Stored dataset items:
________________________
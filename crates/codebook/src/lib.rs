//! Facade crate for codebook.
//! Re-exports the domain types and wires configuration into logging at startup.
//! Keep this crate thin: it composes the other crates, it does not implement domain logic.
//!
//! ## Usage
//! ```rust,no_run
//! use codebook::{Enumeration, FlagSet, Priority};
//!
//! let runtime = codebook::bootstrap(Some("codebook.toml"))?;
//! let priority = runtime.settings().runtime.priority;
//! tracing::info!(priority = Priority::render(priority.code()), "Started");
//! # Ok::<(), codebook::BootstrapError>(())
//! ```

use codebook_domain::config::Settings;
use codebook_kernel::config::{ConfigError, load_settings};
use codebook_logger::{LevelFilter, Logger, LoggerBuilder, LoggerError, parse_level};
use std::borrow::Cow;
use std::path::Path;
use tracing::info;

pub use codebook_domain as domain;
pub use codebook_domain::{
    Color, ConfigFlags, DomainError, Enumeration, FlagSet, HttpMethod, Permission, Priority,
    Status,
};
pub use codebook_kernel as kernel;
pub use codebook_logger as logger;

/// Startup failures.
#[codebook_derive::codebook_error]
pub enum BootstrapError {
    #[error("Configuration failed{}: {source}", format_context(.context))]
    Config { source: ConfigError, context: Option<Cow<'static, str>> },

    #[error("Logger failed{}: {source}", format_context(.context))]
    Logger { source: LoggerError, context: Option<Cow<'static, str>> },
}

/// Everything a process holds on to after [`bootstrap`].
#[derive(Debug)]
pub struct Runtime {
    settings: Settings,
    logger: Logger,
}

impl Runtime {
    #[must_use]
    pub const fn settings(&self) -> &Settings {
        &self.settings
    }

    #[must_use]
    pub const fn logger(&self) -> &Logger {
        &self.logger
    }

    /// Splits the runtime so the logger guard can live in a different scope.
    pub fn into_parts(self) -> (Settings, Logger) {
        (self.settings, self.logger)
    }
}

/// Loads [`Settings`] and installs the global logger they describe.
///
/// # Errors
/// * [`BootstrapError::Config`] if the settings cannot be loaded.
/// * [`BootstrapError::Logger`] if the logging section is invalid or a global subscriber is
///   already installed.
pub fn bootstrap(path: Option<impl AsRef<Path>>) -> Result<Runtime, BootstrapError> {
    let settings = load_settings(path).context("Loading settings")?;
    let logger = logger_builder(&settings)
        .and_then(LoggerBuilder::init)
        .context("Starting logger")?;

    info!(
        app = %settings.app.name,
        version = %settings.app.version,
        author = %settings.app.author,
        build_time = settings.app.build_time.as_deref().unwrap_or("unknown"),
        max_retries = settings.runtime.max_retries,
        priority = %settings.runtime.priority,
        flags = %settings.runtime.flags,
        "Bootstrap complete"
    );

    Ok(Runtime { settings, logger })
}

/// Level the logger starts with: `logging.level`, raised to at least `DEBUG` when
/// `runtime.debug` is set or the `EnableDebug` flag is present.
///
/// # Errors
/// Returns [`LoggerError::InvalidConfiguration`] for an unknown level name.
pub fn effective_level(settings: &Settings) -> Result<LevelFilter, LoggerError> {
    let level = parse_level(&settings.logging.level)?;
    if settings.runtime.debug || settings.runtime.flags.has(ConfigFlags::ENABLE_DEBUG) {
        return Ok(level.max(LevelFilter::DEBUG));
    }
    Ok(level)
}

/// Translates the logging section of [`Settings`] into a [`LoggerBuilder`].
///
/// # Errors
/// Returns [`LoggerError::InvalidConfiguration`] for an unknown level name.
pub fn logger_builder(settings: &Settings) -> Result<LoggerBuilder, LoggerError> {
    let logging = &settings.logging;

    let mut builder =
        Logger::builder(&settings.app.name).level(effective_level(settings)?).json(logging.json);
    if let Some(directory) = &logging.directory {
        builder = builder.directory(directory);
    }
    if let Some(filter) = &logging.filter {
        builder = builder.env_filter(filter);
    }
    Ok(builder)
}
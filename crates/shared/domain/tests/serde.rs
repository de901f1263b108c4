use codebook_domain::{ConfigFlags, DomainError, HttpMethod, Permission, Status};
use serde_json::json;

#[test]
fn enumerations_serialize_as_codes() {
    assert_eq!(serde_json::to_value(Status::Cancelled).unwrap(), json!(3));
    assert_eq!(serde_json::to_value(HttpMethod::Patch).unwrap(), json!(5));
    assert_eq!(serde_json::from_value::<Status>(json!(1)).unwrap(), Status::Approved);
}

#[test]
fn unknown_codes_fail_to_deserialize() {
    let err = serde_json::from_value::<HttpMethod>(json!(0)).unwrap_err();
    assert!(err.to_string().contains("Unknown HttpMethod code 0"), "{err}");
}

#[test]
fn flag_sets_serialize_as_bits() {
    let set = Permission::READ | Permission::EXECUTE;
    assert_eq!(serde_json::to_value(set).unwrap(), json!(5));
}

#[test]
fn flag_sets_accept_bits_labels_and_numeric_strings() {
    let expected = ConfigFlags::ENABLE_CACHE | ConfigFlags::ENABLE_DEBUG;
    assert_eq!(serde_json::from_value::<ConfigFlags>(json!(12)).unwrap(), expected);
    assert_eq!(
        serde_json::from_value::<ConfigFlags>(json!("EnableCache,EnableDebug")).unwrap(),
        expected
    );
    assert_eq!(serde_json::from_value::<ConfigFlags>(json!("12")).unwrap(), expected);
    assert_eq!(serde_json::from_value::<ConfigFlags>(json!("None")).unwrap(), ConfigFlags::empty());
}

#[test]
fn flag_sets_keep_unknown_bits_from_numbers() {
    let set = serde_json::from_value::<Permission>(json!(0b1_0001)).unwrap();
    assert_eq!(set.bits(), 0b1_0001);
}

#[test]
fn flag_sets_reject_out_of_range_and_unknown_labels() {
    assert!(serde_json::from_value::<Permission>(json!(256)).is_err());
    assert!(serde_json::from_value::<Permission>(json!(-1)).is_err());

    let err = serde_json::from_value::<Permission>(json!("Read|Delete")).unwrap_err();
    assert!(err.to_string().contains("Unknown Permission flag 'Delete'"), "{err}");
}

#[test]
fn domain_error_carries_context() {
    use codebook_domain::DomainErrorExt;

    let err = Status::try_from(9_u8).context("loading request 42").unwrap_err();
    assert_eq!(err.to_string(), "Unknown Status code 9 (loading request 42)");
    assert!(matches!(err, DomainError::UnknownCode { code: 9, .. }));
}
________________________
WORK INSTRUCTIONS = The response should contain each record above, retyped exactly.

TASK ANSWER =
filename crates/codebook/src/lib.rs
//! Facade crate for codebook.
//! Re-exports the domain types and wires configuration into logging at startup.
//! Keep this crate thin: it composes the other crates, it does not implement domain logic.
//!
//! ## Usage
//! ```rust,no_run
//! use codebook::{Enumeration, FlagSet, Priority};
//!
//! let runtime = codebook::bootstrap(Some("codebook.toml"))?;
//! let priority = runtime.settings().runtime.priority;
//! tracing::info!(priority = Priority::render(priority.code()), "Started");
//! # Ok::<(), codebook::BootstrapError>(())
//! ```

use codebook_domain::config::Settings;
use codebook_kernel::config::{ConfigError, load_settings};
use codebook_logger::{LevelFilter, Logger, LoggerBuilder, LoggerError, parse_level};
use std::borrow::Cow;
use std::path::Path;
use tracing::info;

pub use codebook_domain as domain;
pub use codebook_domain::{
    Color, ConfigFlags, DomainError, Enumeration, FlagSet, HttpMethod, Permission, Priority,
    Status,
};
pub use codebook_kernel as kernel;
pub use codebook_logger as logger;

/// Startup failures.
#[codebook_derive::codebook_error]
pub enum BootstrapError {
    #[error("Configuration failed{}: {source}", format_context(.context))]
    Config { source: ConfigError, context: Option<Cow<'static, str>> },

    #[error("Logger failed{}: {source}", format_context(.context))]
    Logger { source: LoggerError, context: Option<Cow<'static, str>> },
}

/// Everything a process holds on to after [`bootstrap`].
#[derive(Debug)]
pub struct Runtime {
    settings: Settings,
    logger: Logger,
}

impl Runtime {
    #[must_use]
    pub const fn settings(&self) -> &Settings {
        &self.settings
    }

    #[must_use]
    pub const fn logger(&self) -> &Logger {
        &self.logger
    }

    /// Splits the runtime so the logger guard can live in a different scope.
    pub fn into_parts(self) -> (Settings, Logger) {
        (self.settings, self.logger)
    }
}

/// Loads [`Settings`] and installs the global logger they describe.
///
/// # Errors
/// * [`BootstrapError::Config`] if the settings cannot be loaded.
/// * [`BootstrapError::Logger`] if the logging section is invalid or a global subscriber is
///   already installed.
pub fn bootstrap(path: Option<impl AsRef<Path>>) -> Result<Runtime, BootstrapError> {
    let settings = load_settings(path).context("Loading settings")?;
    let logger = logger_builder(&settings)
        .and_then(LoggerBuilder::init)
        .context("Starting logger")?;

    info!(
        app = %settings.app.name,
        version = %settings.app.version,
        author = %settings.app.author,
        build_time = settings.app.build_time.as_deref().unwrap_or("unknown"),
        max_retries = settings.runtime.max_retries,
        priority = %settings.runtime.priority,
        flags = %settings.runtime.flags,
        "Bootstrap complete"
    );

    Ok(Runtime { settings, logger })
}

/// Level the logger starts with: `logging.level`, raised to at least `DEBUG` when
/// `runtime.debug` is set or the `EnableDebug` flag is present.
///
/// # Errors
/// Returns [`LoggerError::InvalidConfiguration`] for an unknown level name.
pub fn effective_level(settings: &Settings) -> Result<LevelFilter, LoggerError> {
    let level = parse_level(&settings.logging.level)?;
    if settings.runtime.debug || settings.runtime.flags.has(ConfigFlags::ENABLE_DEBUG) {
        return Ok(level.max(LevelFilter::DEBUG));
    }
    Ok(level)
}

/// Translates the logging section of [`Settings`] into a [`LoggerBuilder`].
///
/// # Errors
/// Returns [`LoggerError::InvalidConfiguration`] for an unknown level name.
pub fn logger_builder(settings: &Settings) -> Result<LoggerBuilder, LoggerError> {
    let logging = &settings.logging;

    let mut builder =
        Logger::builder(&settings.app.name).level(effective_level(settings)?).json(logging.json);
    if let Some(directory) = &logging.directory {
        builder = builder.directory(directory);
    }
    if let Some(filter) = &logging.filter {
        builder = builder.env_filter(filter);
    }
    Ok(builder)
}
filename crates/shared/domain/tests/serde.rs
repository de901f1263b108c4
use codebook_domain::{ConfigFlags, DomainError, HttpMethod, Permission, Status};
use serde_json::json;

#[test]
fn enumerations_serialize_as_codes() {
    assert_eq!(serde_json::to_value(Status::Cancelled).unwrap(), json!(3));
    assert_eq!(serde_json::to_value(HttpMethod::Patch).unwrap(), json!(5));
    assert_eq!(serde_json::from_value::<Status>(json!(1)).unwrap(), Status::Approved);
}

#[test]
fn unknown_codes_fail_to_deserialize() {
    let err = serde_json::from_value::<HttpMethod>(json!(0)).unwrap_err();
    assert!(err.to_string().contains("Unknown HttpMethod code 0"), "{err}");
}

#[test]
fn flag_sets_serialize_as_bits() {
    let set = Permission::READ | Permission::EXECUTE;
    assert_eq!(serde_json::to_value(set).unwrap(), json!(5));
}

#[test]
fn flag_sets_accept_bits_labels_and_numeric_strings() {
    let expected = ConfigFlags::ENABLE_CACHE | ConfigFlags::ENABLE_DEBUG;
    assert_eq!(serde_json::from_value::<ConfigFlags>(json!(12)).unwrap(), expected);
    assert_eq!(
        serde_json::from_value::<ConfigFlags>(json!("EnableCache,EnableDebug")).unwrap(),
        expected
    );
    assert_eq!(serde_json::from_value::<ConfigFlags>(json!("12")).unwrap(), expected);
    assert_eq!(serde_json::from_value::<ConfigFlags>(json!("None")).unwrap(), ConfigFlags::empty());
}

#[test]
fn flag_sets_keep_unknown_bits_from_numbers() {
    let set = serde_json::from_value::<Permission>(json!(0b1_0001)).unwrap();
    assert_eq!(set.bits(), 0b1_0001);
}

#[test]
fn flag_sets_reject_out_of_range_and_unknown_labels() {
    assert!(serde_json::from_value::<Permission>(json!(256)).is_err());
    assert!(serde_json::from_value::<Permission>(json!(-1)).is_err());

    let err = serde_json::from_value::<Permission>(json!("Read|Delete")).unwrap_err();
    assert!(err.to_string().contains("Unknown Permission flag 'Delete'"), "{err}");
}

#[test]
fn domain_error_carries_context() {
    use codebook_domain::DomainErrorExt;

    let err = Status::try_from(9_u8).context("loading request 42").unwrap_err();
    assert_eq!(err.to_string(), "Unknown Status code 9 (loading request 42)");
    assert!(matches!(err, DomainError::UnknownCode { code: 9, .. }));
}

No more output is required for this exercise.